Diffusion Tensor Imaging (DTI) analysis was performed in the multi-site phase II trial of ibudilast in progressive multiple sclerosis. This study extends that analysis to three pathways to examine DTI measures in 31 progressive MS patients on treatment and 31 patients on placebo. Probabilistic tracking maps were generated. Mean pathway diffusion measures: longitudinal diffusivity (LD) and transverse diffusivity (TD) are reported. We report here that diffusion measures don’t significantly change over time in the treatment group but we observe a significant change over time in the placebo group.

Introduction

Ibudilast showed slower progression of brain atrophy than placebo in a phase 2 trial for patients with progressive multiple sclerosis (MS).1 In the same trial, Diffusion Tensor Imaging (DTI) was conducted, with the protocol-defined outcome focusing on corticospinal tracts (CST). In this study, we examine DTI measures in the two additional pathways: the optic radiations (OR) and the Papez circuit (PC). These pathways are of interest because they are involved with visual and memory function, which are commonly affected in MS.

Method

Data Collection
Under an IRB-approved protocol, 255 subjects were enrolled in multi-site phase II trial of ibudilast in progressive multiple sclerosis.1 This analysis analyzed images from a subset of 62 subjects who completed all timepoints on the same scanner (Siemens Trio (Siemens Healthineers Erlangen, Germany)). 31 subjects were assigned to Ibudilast and 31 to placebo. Patients were scanned at five time points: baseline, 24, 48, 72 and 96 weeks. Anatomical T1-weighted images were collected with voxel size of 1mm isotropic.

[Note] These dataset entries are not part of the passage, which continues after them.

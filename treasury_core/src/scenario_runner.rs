//! Scenario Runner - executes one scenario's steps in order, one run at a time.
//!
//! Each step waits out its simulated duration on a cancellable timer, then
//! computes its result and publishes `ScenarioStepCompleted`. `stop()` wakes
//! the timer immediately; the run ends as `Aborted` and the remaining steps
//! stay Pending. A failing step halts the run as `Failed`. Either way the run
//! ends with exactly one `ScenarioCompleted` event.

use crate::decision::{Decision, DecisionDraft};
use crate::error::{EngineError, StepExecutionError};
use crate::event_bus::{EngineEvent, EventBus};
use crate::scenario::{RunOutcome, RunPhase, Scenario, ScenarioStatus, StepAction, StepStatus};
use crate::sync;

use rand::Rng;
use std::panic::{catch_unwind, AssertUnwindSafe};
use std::sync::atomic::{AtomicBool, AtomicU64, Ordering};
use std::sync::{Arc, RwLock};
use std::time::Duration;
use tokio::sync::{watch, Notify};
use tracing::{debug, info, warn};
use treasury_env::{AgentId, EngineContext, RunId};

/// Random-stream extensions for run ids start here, clear of agent streams.
const RUN_ID_STREAM: u64 = 1 << 63;

/// Sink for decisions produced by scenario decision steps.
///
/// Implemented by the coordinator, which stays the only ledger writer.
pub trait DecisionRecorder: Send + Sync {
    fn record_decision(
        &self,
        agent_id: &AgentId,
        draft: DecisionDraft,
    ) -> Result<Decision, EngineError>;
}

/// Cancellation signal for one run.
struct RunCancel {
    requested: AtomicBool,
    notify: Notify,
}

impl RunCancel {
    fn new() -> Self {
        Self {
            requested: AtomicBool::new(false),
            notify: Notify::new(),
        }
    }

    fn request(&self) {
        self.requested.store(true, Ordering::SeqCst);
        // notify_one stores a permit if the timer is not being awaited yet
        self.notify.notify_one();
    }

    fn is_requested(&self) -> bool {
        self.requested.load(Ordering::SeqCst)
    }
}

struct ActiveRun {
    run_id: RunId,
    scenario: Scenario,
    current_step_index: usize,
    cancel: Arc<RunCancel>,
}

struct RunnerState {
    phase: RunPhase,
    run: Option<ActiveRun>,
}

/// A step that has just been marked Running.
struct StepTicket {
    run_id: RunId,
    scenario_id: String,
    step_id: String,
    duration: Duration,
    action: StepAction,
}

struct RunnerInner<C: EngineContext> {
    ctx: Arc<C>,
    bus: Arc<EventBus>,
    catalog: RwLock<Vec<Scenario>>,
    state: RwLock<RunnerState>,
    recorder: RwLock<Option<Arc<dyn DecisionRecorder>>>,
    phase_tx: watch::Sender<RunPhase>,
    runs_started: AtomicU64,
}

/// Runs registered scenarios. Cheap to clone; clones share state.
pub struct ScenarioRunner<C: EngineContext> {
    inner: Arc<RunnerInner<C>>,
}

impl<C: EngineContext> Clone for ScenarioRunner<C> {
    fn clone(&self) -> Self {
        Self {
            inner: Arc::clone(&self.inner),
        }
    }
}

impl<C: EngineContext> ScenarioRunner<C> {
    /// Creates an idle runner publishing on `bus`.
    pub fn new(ctx: Arc<C>, bus: Arc<EventBus>) -> Self {
        let (phase_tx, _) = watch::channel(RunPhase::Idle);
        Self {
            inner: Arc::new(RunnerInner {
                ctx,
                bus,
                catalog: RwLock::new(Vec::new()),
                state: RwLock::new(RunnerState {
                    phase: RunPhase::Idle,
                    run: None,
                }),
                recorder: RwLock::new(None),
                phase_tx,
                runs_started: AtomicU64::new(0),
            }),
        }
    }

    /// Registers several scenarios.
    pub fn with_scenarios(self, scenarios: impl IntoIterator<Item = Scenario>) -> Self {
        for scenario in scenarios {
            self.register(scenario);
        }
        self
    }

    /// Attaches the sink used by decision steps.
    pub fn attach_recorder(&self, recorder: Arc<dyn DecisionRecorder>) {
        *sync::write(&self.inner.recorder) = Some(recorder);
    }

    /// Adds a scenario, replacing any scenario with the same id.
    ///
    /// A run already in progress keeps executing its own copy.
    pub fn register(&self, scenario: Scenario) -> Option<Scenario> {
        let mut catalog = sync::write(&self.inner.catalog);
        match catalog.iter_mut().find(|s| s.id == scenario.id) {
            Some(existing) => Some(std::mem::replace(existing, scenario)),
            None => {
                catalog.push(scenario);
                None
            }
        }
    }

    /// Registered scenarios, in registration order.
    pub fn scenarios(&self) -> Vec<Scenario> {
        sync::read(&self.inner.catalog).clone()
    }

    /// Starts `scenario_id`. Execution continues on a spawned task.
    pub fn start(&self, scenario_id: &str) -> Result<RunId, EngineError> {
        let mut scenario = sync::read(&self.inner.catalog)
            .iter()
            .find(|s| s.id == scenario_id)
            .cloned()
            .ok_or_else(|| EngineError::ScenarioNotFound(scenario_id.to_string()))?;

        let run_id = self.inner.next_run_id();
        let cancel = Arc::new(RunCancel::new());
        {
            let mut state = sync::write(&self.inner.state);
            if state.phase == RunPhase::Running {
                let active = state
                    .run
                    .as_ref()
                    .map(|r| r.scenario.id.clone())
                    .unwrap_or_default();
                return Err(EngineError::ScenarioAlreadyActive { active });
            }
            scenario.reset();
            state.run = Some(ActiveRun {
                run_id,
                scenario,
                current_step_index: 0,
                cancel: Arc::clone(&cancel),
            });
            state.phase = RunPhase::Running;
            self.inner.phase_tx.send_replace(RunPhase::Running);
        }
        info!(scenario_id, %run_id, "scenario started");

        let inner = Arc::clone(&self.inner);
        self.inner
            .ctx
            .spawn(&format!("scenario-{}", scenario_id), async move {
                let outcome = inner.execute(&cancel).await;
                inner.finish(run_id, outcome);
            });
        Ok(run_id)
    }

    /// Requests cancellation of the active run.
    ///
    /// Returns false, and does nothing else, when no run is active.
    pub fn stop(&self) -> bool {
        let state = sync::read(&self.inner.state);
        match (&state.phase, &state.run) {
            (RunPhase::Running, Some(run)) => {
                if !run.cancel.is_requested() {
                    info!(scenario_id = %run.scenario.id, run_id = %run.run_id, "scenario stop requested");
                }
                run.cancel.request();
                true
            }
            _ => false,
        }
    }

    /// Snapshot of the current (or most recent) run.
    pub fn status(&self) -> ScenarioStatus {
        let state = sync::read(&self.inner.state);
        match &state.run {
            Some(run) => ScenarioStatus {
                run_id: Some(run.run_id),
                scenario_id: Some(run.scenario.id.clone()),
                current_step_index: run.current_step_index,
                phase: state.phase,
                steps: run.scenario.steps.clone(),
            },
            None => ScenarioStatus::idle(),
        }
    }

    /// Waits until no run is active and returns the final phase.
    pub async fn wait(&self) -> RunPhase {
        let mut rx = self.inner.phase_tx.subscribe();
        let result = rx.wait_for(|phase| *phase != RunPhase::Running).await;
        match result {
            Ok(phase) => *phase,
            Err(_) => sync::read(&self.inner.state).phase,
        }
    }
}

impl<C: EngineContext> RunnerInner<C> {
    /// Run ids come from the context's random streams, so seeded contexts
    /// reproduce them.
    fn next_run_id(&self) -> RunId {
        let n = self.runs_started.fetch_add(1, Ordering::Relaxed);
        RunId::from_seed(self.ctx.derive_rng(RUN_ID_STREAM | n).gen())
    }

    async fn execute(&self, cancel: &RunCancel) -> RunOutcome {
        let step_count = sync::read(&self.state)
            .run
            .as_ref()
            .map(|r| r.scenario.steps.len())
            .unwrap_or(0);

        for index in 0..step_count {
            if cancel.is_requested() {
                return RunOutcome::Aborted { at_step: index };
            }
            let Some(ticket) = self.begin_step(index) else {
                return RunOutcome::Aborted { at_step: index };
            };

            tokio::select! {
                biased;
                _ = cancel.notify.notified() => {
                    self.set_step(index, StepStatus::Pending, None);
                    return RunOutcome::Aborted { at_step: index };
                }
                _ = self.ctx.sleep(ticket.duration) => {}
            }
            // A stop that lands as the timer elapses still wins over the step
            if cancel.is_requested() {
                self.set_step(index, StepStatus::Pending, None);
                return RunOutcome::Aborted { at_step: index };
            }

            match self.resolve(&ticket.step_id, ticket.action) {
                Ok(result) => {
                    self.set_step(index, StepStatus::Completed, Some(result.clone()));
                    debug!(step_id = %ticket.step_id, index, "scenario step completed");
                    self.bus.publish(EngineEvent::ScenarioStepCompleted {
                        run_id: ticket.run_id,
                        scenario_id: ticket.scenario_id,
                        step_index: index,
                        step_id: ticket.step_id,
                        result,
                    });
                }
                Err(e) => {
                    self.set_step(index, StepStatus::Failed, None);
                    warn!(step_id = %e.step_id, reason = %e.reason, "scenario step failed");
                    return RunOutcome::Failed {
                        step_id: e.step_id,
                        reason: e.reason,
                    };
                }
            }
        }
        RunOutcome::Completed
    }

    fn begin_step(&self, index: usize) -> Option<StepTicket> {
        let mut state = sync::write(&self.state);
        let run = state.run.as_mut()?;
        run.current_step_index = index;
        let scenario_id = run.scenario.id.clone();
        let step = run.scenario.steps.get_mut(index)?;
        step.status = StepStatus::Running;
        debug!(step_id = %step.id, index, "scenario step running");
        Some(StepTicket {
            run_id: run.run_id,
            scenario_id,
            step_id: step.id.clone(),
            duration: Duration::from_millis(step.simulated_duration_ms),
            action: step.action.clone(),
        })
    }

    fn set_step(&self, index: usize, status: StepStatus, result: Option<serde_json::Value>) {
        let mut state = sync::write(&self.state);
        if let Some(step) = state
            .run
            .as_mut()
            .and_then(|run| run.scenario.steps.get_mut(index))
        {
            step.status = status;
            step.result = result;
        }
    }

    fn resolve(
        &self,
        step_id: &str,
        action: StepAction,
    ) -> Result<serde_json::Value, StepExecutionError> {
        match action {
            StepAction::Compute(resolver) => catch_unwind(AssertUnwindSafe(|| resolver(step_id)))
                .unwrap_or_else(|_| Err(StepExecutionError::new(step_id, "step resolver panicked"))),
            StepAction::Decision { agent_id, draft } => {
                let recorder = sync::read(&self.recorder)
                    .clone()
                    .ok_or_else(|| StepExecutionError::new(step_id, "no decision recorder attached"))?;
                let decision = recorder
                    .record_decision(&agent_id, draft)
                    .map_err(|e| StepExecutionError::new(step_id, e.to_string()))?;
                serde_json::to_value(&decision)
                    .map_err(|e| StepExecutionError::new(step_id, e.to_string()))
            }
        }
    }

    fn finish(&self, run_id: RunId, outcome: RunOutcome) {
        let phase = outcome.phase();
        let scenario_id = {
            let mut state = sync::write(&self.state);
            state.phase = phase;
            state
                .run
                .as_ref()
                .filter(|run| run.run_id == run_id)
                .map(|run| run.scenario.id.clone())
                .unwrap_or_default()
        };

        match &outcome {
            RunOutcome::Completed => info!(%scenario_id, %run_id, "scenario completed"),
            RunOutcome::Aborted { at_step } => {
                info!(%scenario_id, %run_id, at_step, "scenario aborted")
            }
            RunOutcome::Failed { step_id, reason } => {
                warn!(%scenario_id, %run_id, %step_id, %reason, "scenario failed")
            }
        }

        self.bus.publish(EngineEvent::ScenarioCompleted {
            run_id,
            scenario_id,
            outcome,
        });

        // A handler may already have started the next run; its Running
        // phase must not be overwritten by this run's terminal one.
        let state = sync::read(&self.state);
        if state.run.as_ref().is_some_and(|run| run.run_id == run_id) {
            self.phase_tx.send_replace(phase);
        }
    }
}
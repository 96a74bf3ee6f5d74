//! HTTP handlers: the create-user endpoint and the three reports.
//!
//! Every handler acquires its own pooled connection inside
//! `spawn_blocking` and releases it before returning (release is by
//! RAII on every path, including errors). Reports are pure reads and
//! return an empty array for zero rows.

use crate::AppState;
use aula_records::RecordsError;
use aula_types::{NewUser, ObjectiveRow, SectionReportRow, TeacherCountRow};
use axum::{
    http::StatusCode,
    response::{IntoResponse, Response},
    Extension, Json,
};
use serde_json::{json, Value};
use std::sync::Arc;
use thiserror::Error;

/// API-level errors, mapped to HTTP statuses.
#[derive(Debug, Error)]
pub enum ApiError {
    #[error("invalid input: {0}")]
    BadRequest(String),
    #[error("internal server error: {0}")]
    InternalServerError(String),
}

impl IntoResponse for ApiError {
    fn into_response(self) -> Response {
        let (status, message) = match self {
            ApiError::BadRequest(msg) => (StatusCode::BAD_REQUEST, msg),
            ApiError::InternalServerError(msg) => (StatusCode::INTERNAL_SERVER_ERROR, msg),
        };

        let body = Json(json!({
            "error": message
        }));

        (status, body).into_response()
    }
}

impl From<RecordsError> for ApiError {
    fn from(e: RecordsError) -> Self {
        match e {
            // Duplicate cedula or matricula is the client's mistake.
            RecordsError::Duplicate => {
                ApiError::BadRequest("La cédula o matrícula ya existe.".to_string())
            }
            RecordsError::Database(err) => {
                ApiError::InternalServerError(format!("Error en la base de datos: {}", err))
            }
        }
    }
}

/// Handler for `GET /`.
pub async fn root_handler() -> Json<Value> {
    Json(json!({
        "mensaje": "Bienvenido a la API de Gestión Académica"
    }))
}

/// Handler for `POST /usuarios/`.
///
/// Inserts the record as a single auto-committed row and echoes the
/// validated input back with status 201. A uniqueness violation maps
/// to 400; any other storage error to 500 with the underlying message.
pub async fn create_user_handler(
    Extension(state): Extension<Arc<AppState>>,
    Json(user): Json<NewUser>,
) -> Result<(StatusCode, Json<NewUser>), ApiError> {
    let record = user.clone();
    tokio::task::spawn_blocking(move || {
        let conn = state
            .pool
            .get()
            .map_err(|e| ApiError::InternalServerError(format!("db connection failed: {}", e)))?;
        aula_records::insert_user(&conn, &record).map_err(ApiError::from)
    })
    .await
    .map_err(|e| ApiError::InternalServerError(format!("task join error: {}", e)))??;

    tracing::info!(cedula = %user.cedula, "user created");

    Ok((StatusCode::CREATED, Json(user)))
}

/// Runs one report query on a pooled connection off the async runtime.
async fn run_report<T, F>(state: Arc<AppState>, query: F) -> Result<Json<Vec<T>>, ApiError>
where
    T: Send + 'static,
    F: FnOnce(&rusqlite::Connection) -> Result<Vec<T>, RecordsError> + Send + 'static,
{
    let rows = tokio::task::spawn_blocking(move || {
        let conn = state
            .pool
            .get()
            .map_err(|e| ApiError::InternalServerError(format!("db connection failed: {}", e)))?;
        query(&conn).map_err(ApiError::from)
    })
    .await
    .map_err(|e| ApiError::InternalServerError(format!("task join error: {}", e)))??;

    Ok(Json(rows))
}

/// Handler for `GET /reportes/secciones`.
pub async fn section_report_handler(
    Extension(state): Extension<Arc<AppState>>,
) -> Result<Json<Vec<SectionReportRow>>, ApiError> {
    run_report(state, aula_records::section_report).await
}

/// Handler for `GET /reportes/conteo-estudiantes-docente`.
pub async fn teacher_count_report_handler(
    Extension(state): Extension<Arc<AppState>>,
) -> Result<Json<Vec<TeacherCountRow>>, ApiError> {
    run_report(state, aula_records::teacher_student_counts).await
}

/// Handler for `GET /reportes/objetivos-estudiantes`.
pub async fn student_objectives_handler(
    Extension(state): Extension<Arc<AppState>>,
) -> Result<Json<Vec<ObjectiveRow>>, ApiError> {
    run_report(state, aula_records::student_objectives).await
}
//! Server configuration loading from file and environment variables.
//!
//! The database path is part of the injected configuration; nothing in
//! the workspace hardcodes a storage location.

use serde::Deserialize;
use std::net::{IpAddr, Ipv4Addr};
use thiserror::Error;

/// Top-level server configuration.
#[derive(Debug, Clone, Default, Deserialize)]
pub struct Config {
    /// Server network settings.
    #[serde(default)]
    pub server: ServerConfig,

    /// Database settings.
    #[serde(default)]
    pub database: DatabaseConfig,

    /// Logging settings.
    #[serde(default)]
    pub logging: LoggingConfig,
}

/// Network configuration for the HTTP server.
#[derive(Debug, Clone, Deserialize)]
pub struct ServerConfig {
    /// Host address to bind to.
    #[serde(default = "default_host")]
    pub host: IpAddr,

    /// Port to listen on.
    #[serde(default = "default_port")]
    pub port: u16,
}

/// Database configuration.
#[derive(Debug, Clone, Deserialize)]
pub struct DatabaseConfig {
    /// Path to the SQLite database file, created on first startup.
    #[serde(default = "default_db_path")]
    pub path: String,

    /// SQLite busy timeout in milliseconds.
    #[serde(default = "default_busy_timeout_ms")]
    pub busy_timeout_ms: u64,

    /// Maximum number of pooled connections.
    #[serde(default = "default_pool_max_size")]
    pub pool_max_size: u32,
}

/// Logging configuration.
#[derive(Debug, Clone, Deserialize)]
pub struct LoggingConfig {
    /// Log level filter (e.g., "info", "debug", "aula_server=debug,info").
    #[serde(default = "default_log_level")]
    pub level: String,

    /// Whether to output logs in JSON format.
    #[serde(default)]
    pub json: bool,
}

fn default_host() -> IpAddr {
    IpAddr::V4(Ipv4Addr::new(127, 0, 0, 1))
}

fn default_port() -> u16 {
    3000
}

fn default_db_path() -> String {
    "gestion_academica.db".to_string()
}

fn default_busy_timeout_ms() -> u64 {
    5_000
}

fn default_pool_max_size() -> u32 {
    4
}

fn default_log_level() -> String {
    "info".to_string()
}

impl Default for ServerConfig {
    fn default() -> Self {
        Self {
            host: default_host(),
            port: default_port(),
        }
    }
}

impl Default for DatabaseConfig {
    fn default() -> Self {
        Self {
            path: default_db_path(),
            busy_timeout_ms: default_busy_timeout_ms(),
            pool_max_size: default_pool_max_size(),
        }
    }
}

impl Default for LoggingConfig {
    fn default() -> Self {
        Self {
            level: default_log_level(),
            json: false,
        }
    }
}

/// Errors that can occur when loading configuration.
#[derive(Debug, Error)]
pub enum ConfigError {
    /// Failed to read the configuration file.
    #[error("failed to read config file: {0}")]
    FileRead(#[from] std::io::Error),

    /// Failed to parse the configuration file.
    #[error("failed to parse config file: {0}")]
    Parse(#[from] toml::de::Error),
}

/// Loads configuration from a TOML file, falling back to defaults.
///
/// Environment variable overrides:
/// - `AULA_HOST` overrides `server.host`
/// - `AULA_PORT` overrides `server.port`
/// - `AULA_DB_PATH` overrides `database.path`
/// - `AULA_LOG_LEVEL` overrides `logging.level`
/// - `AULA_LOG_JSON` overrides `logging.json` (set to "true" to enable)
///
/// # Errors
///
/// Returns `ConfigError` if the file exists but cannot be read or
/// parsed.
pub fn load_config(path: Option<&str>) -> Result<Config, ConfigError> {
    // No tracing here: this runs before the subscriber is installed
    // (the subscriber needs `logging.level`), so any event would be
    // dropped. The caller logs the resolved path and whether the file
    // existed once the subscriber is up.
    let mut config = match path {
        Some(p) => match std::fs::read_to_string(p) {
            Ok(contents) => toml::from_str(&contents)?,
            Err(e) if e.kind() == std::io::ErrorKind::NotFound => Config::default(),
            Err(e) => return Err(ConfigError::FileRead(e)),
        },
        None => Config::default(),
    };

    // Environment variable overrides
    if let Ok(host) = std::env::var("AULA_HOST") {
        if let Ok(parsed) = host.parse() {
            config.server.host = parsed;
        }
    }
    if let Ok(port) = std::env::var("AULA_PORT") {
        if let Ok(parsed) = port.parse() {
            config.server.port = parsed;
        }
    }
    if let Ok(db_path) = std::env::var("AULA_DB_PATH") {
        config.database.path = db_path;
    }
    if let Ok(level) = std::env::var("AULA_LOG_LEVEL") {
        config.logging.level = level;
    }
    if let Ok(json) = std::env::var("AULA_LOG_JSON") {
        config.logging.json = json == "true" || json == "1";
    }

    Ok(config)
}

DTI scans were conducted with scan parameters: TR/TE = 7400ms/80ms, 60 slices, voxel size = 2.5mm isotropic, matrix = 102x102, 64 b = 700 sec/mm2 and 8 b=0.

Data Analysis
TORTOISE was used for motion and eddy current distortion correction.2 Images from each time point were co-registered with AFNI.3 At the right side of brain, regions of interest were manually drawn on precentral gyrus and peduncle to define the CST, lateral geniculate nucleus and primary visual cortex for the OR, and posterior cingulate and entorhinal cortex for the PC. Probabilistic tracking maps were generated along three pathways with probablistic tractograph.4 Weighted means of DTI measures were calculated along each pathway.4 The mean, across subjects, of TD and LD at each time point for each group (treatment/placebo) was subject to linear regression to determine differences in overall trends.

Results

Table1 shows mean and standard deviation of TD and LD values on three pathways for patients with ibudilast and with placebo. Figure 1 shows the results of regression of the mean across subjects of TD and LD. The trend in which values stay level over time in the treatment group but change over time in the control group is preserved.

Discussion and Conclusion

The results suggest that DTI on three pathways is sensitive to longitudinal changes in MS patients under placebo treatment. In conclusion, DTI may prove valuable as an imaging biomarker for longitudinal trials of MS therapy. The future analysis will examine correlation with clinical disability.

Acknowledgements

We acknowledge support from the National Institute of Neurological Disorders and Stroke (U01NS082329), National Multiple Sclerosis Society (RG 4778-A-6) and from MediciNova through a contract with the National Institutes of Health.

References

1. Robert J. Fox, M.D., Christopher S. Coffey, Ph.D., Robin Conwit, M.D., Merit E. Cudkowicz, M.D., Trevis Gleason, B.S., Andrew Goodman, M.D., Eric C. Klawiter, M.D., Kazuko Matsuda, M.D., Michelle McGovern, B.S., Robert T. Naismith, M.D., Akshata Ashokkumar, M.S., Janel Barnes, Ph.D., Dixie Ecklund, M.S.N., Elizabeth Klingner, M.S., Maxine Koepp, J.D., Jeffrey D. Long, Ph.D., Sneha Natarajan, Ph.D., Brenda Thornell, B.S., Jon Yankey, M.S., Robert A. Bermel, M.D., Josef P. Debbins, Ph.D., Xuemei Huang, M.S., Patricia Jagodnik, M.B.A., Mark J. Lowe, Ph.D., Kunio Nakamura, Ph.D., Sridar Narayanan, Ph.D., Ken E. Sakaie, Ph.D., Bhaskar Thoomukuntla, M.S., M.B.A., Xiaopeng Zhou, Ph.D., Stephen Krieger, M.D., Enrique Alvarez, M.D., Ph.D., Michelle Apperson, M.D., Ph.D., Khurram Bashir, M.D., Bruce A. Cohen, M.D., Patricia K. Coyle, M.D., Silvia Delgado, M.D., L. Dana Dewitt, M.D., Angela Flores, M.D., Barbara S. Giesser, M.D., Myla D. Goldman, M.D., Burk Jubelt, M.D., Neil Lava, M.D., Sharon G. Lynch, M.D., Harold Moses, M.D., Daniel Ontaneda, M.D., Jai S. Perumal, M.D., Michael Racke, M.D., Pavle Repovic, M.D., Ph.D., Claire S. Riley, M.D., Christopher Severson, M.D., Shlomo Shinnar, M.D., Ph.D., Valerie Suski, D.O., Bianca Weinstock-Guttman, M.D., Vijayshree Yadav, M.D., and Aram Zabeti, M.D. for the NN102/SPRINT-MS Trial Investigators. Phase 2 Trial of Ibudilast in Progressive Multiple Sclerosis. N. Engl. J. Med. 2018, 379:846-855.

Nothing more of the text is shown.